▶ _Work instructions_:
Reply with one number only: the count of lines below that contain the word "state".
[Provided records Boundary: Start]
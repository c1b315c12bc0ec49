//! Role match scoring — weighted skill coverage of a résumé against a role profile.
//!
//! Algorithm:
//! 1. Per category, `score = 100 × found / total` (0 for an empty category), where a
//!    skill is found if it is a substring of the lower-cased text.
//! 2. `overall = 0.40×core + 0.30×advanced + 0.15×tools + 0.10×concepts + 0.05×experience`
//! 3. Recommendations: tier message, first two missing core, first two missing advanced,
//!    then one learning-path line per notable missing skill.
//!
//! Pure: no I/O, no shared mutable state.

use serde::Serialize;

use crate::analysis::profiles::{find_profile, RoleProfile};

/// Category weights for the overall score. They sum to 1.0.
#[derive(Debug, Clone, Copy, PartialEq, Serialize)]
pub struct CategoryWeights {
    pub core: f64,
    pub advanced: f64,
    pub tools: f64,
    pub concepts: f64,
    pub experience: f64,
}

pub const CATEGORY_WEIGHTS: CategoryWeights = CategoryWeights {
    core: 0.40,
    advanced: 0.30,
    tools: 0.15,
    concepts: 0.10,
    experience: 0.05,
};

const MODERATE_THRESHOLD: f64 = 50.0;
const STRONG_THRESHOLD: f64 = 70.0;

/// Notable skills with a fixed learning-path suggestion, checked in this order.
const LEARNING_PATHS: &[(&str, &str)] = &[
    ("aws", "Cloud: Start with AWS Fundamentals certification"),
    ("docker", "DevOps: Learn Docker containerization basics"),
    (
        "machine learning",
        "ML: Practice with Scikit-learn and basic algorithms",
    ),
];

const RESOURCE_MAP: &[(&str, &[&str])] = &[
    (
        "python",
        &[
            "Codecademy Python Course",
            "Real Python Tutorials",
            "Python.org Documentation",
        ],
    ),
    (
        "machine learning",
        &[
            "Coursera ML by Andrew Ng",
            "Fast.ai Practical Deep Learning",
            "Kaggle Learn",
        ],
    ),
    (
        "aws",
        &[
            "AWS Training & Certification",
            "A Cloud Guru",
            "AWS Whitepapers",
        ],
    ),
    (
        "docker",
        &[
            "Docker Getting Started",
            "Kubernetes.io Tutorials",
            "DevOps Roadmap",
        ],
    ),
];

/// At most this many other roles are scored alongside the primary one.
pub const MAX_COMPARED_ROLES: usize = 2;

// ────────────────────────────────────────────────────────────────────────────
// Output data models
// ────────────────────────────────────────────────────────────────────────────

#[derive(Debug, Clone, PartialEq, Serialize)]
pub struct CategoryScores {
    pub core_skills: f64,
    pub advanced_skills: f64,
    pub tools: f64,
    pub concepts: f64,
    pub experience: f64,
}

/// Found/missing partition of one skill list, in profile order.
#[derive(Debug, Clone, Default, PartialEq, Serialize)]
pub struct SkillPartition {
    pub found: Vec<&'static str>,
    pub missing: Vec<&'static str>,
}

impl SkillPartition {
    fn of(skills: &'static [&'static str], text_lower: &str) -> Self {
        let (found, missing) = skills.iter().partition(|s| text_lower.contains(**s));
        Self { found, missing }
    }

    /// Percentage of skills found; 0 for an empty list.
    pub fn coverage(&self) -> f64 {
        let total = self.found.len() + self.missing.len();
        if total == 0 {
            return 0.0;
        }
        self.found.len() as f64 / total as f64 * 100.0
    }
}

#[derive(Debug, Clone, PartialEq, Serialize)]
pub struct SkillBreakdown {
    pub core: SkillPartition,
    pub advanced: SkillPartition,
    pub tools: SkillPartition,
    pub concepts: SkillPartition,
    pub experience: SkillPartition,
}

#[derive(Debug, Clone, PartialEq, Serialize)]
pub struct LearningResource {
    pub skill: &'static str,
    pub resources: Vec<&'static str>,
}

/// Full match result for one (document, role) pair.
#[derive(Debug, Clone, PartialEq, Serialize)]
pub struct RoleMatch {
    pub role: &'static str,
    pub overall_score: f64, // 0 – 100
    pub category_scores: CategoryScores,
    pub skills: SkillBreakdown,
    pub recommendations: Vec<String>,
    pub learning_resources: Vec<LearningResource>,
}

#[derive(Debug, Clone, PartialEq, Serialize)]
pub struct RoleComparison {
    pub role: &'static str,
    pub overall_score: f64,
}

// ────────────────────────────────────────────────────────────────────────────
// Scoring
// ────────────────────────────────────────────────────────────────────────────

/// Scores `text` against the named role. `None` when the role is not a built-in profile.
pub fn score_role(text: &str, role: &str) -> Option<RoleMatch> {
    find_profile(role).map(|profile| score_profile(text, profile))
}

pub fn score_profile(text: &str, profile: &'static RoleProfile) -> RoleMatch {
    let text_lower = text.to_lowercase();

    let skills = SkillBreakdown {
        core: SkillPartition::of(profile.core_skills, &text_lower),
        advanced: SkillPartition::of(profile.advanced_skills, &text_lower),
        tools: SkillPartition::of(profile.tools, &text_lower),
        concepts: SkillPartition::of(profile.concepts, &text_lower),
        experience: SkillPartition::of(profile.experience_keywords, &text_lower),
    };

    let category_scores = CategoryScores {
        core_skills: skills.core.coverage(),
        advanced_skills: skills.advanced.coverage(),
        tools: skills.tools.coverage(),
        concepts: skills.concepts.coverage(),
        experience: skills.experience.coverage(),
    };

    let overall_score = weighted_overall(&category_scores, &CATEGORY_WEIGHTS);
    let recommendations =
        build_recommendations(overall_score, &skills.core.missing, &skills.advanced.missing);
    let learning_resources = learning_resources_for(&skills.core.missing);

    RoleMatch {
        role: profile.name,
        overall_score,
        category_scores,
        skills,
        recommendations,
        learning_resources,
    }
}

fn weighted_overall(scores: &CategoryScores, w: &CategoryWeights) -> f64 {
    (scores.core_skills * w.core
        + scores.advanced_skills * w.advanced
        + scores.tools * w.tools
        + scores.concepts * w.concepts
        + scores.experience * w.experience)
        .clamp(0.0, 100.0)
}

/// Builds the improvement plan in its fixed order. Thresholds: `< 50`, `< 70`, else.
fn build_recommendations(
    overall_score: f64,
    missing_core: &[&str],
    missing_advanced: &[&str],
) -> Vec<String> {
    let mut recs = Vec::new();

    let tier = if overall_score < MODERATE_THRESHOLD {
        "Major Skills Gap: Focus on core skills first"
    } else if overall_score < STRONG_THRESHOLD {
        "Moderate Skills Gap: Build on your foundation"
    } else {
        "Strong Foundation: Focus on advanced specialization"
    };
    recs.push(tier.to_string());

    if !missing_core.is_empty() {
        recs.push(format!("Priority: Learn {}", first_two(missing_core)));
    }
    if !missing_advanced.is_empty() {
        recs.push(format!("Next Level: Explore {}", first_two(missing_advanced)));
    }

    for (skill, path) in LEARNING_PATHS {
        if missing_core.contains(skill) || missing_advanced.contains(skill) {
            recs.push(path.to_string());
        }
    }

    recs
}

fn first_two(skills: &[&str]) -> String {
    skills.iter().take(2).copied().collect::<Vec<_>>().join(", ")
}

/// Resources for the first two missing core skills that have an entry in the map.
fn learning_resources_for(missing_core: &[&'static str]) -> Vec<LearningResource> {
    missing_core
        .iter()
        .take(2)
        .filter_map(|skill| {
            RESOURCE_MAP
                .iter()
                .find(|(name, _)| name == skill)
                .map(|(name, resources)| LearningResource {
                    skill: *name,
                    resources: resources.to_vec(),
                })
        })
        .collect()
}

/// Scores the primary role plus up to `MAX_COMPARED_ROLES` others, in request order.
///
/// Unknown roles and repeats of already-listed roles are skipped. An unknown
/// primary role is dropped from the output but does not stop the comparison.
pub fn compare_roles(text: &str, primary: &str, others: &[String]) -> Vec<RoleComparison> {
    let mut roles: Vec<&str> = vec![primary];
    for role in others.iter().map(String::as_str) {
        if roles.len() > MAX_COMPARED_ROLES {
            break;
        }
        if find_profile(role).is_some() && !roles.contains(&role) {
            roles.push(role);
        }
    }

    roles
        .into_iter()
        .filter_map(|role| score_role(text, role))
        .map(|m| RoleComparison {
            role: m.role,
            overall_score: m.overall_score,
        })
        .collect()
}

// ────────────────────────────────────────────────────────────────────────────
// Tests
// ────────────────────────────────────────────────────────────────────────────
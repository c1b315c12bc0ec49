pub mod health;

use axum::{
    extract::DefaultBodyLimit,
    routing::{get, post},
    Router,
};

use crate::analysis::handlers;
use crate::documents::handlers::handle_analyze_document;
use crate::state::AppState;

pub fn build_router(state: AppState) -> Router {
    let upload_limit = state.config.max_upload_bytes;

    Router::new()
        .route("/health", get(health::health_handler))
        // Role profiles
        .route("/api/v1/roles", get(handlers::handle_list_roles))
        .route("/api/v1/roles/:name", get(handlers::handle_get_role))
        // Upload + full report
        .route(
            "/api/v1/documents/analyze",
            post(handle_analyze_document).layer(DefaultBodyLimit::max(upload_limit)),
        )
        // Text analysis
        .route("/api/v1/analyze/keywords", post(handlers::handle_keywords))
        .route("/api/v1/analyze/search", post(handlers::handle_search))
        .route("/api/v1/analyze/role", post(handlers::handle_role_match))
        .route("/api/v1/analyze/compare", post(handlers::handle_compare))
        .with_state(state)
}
[Provided records Boundary: End]
▶ _Written answer_:
5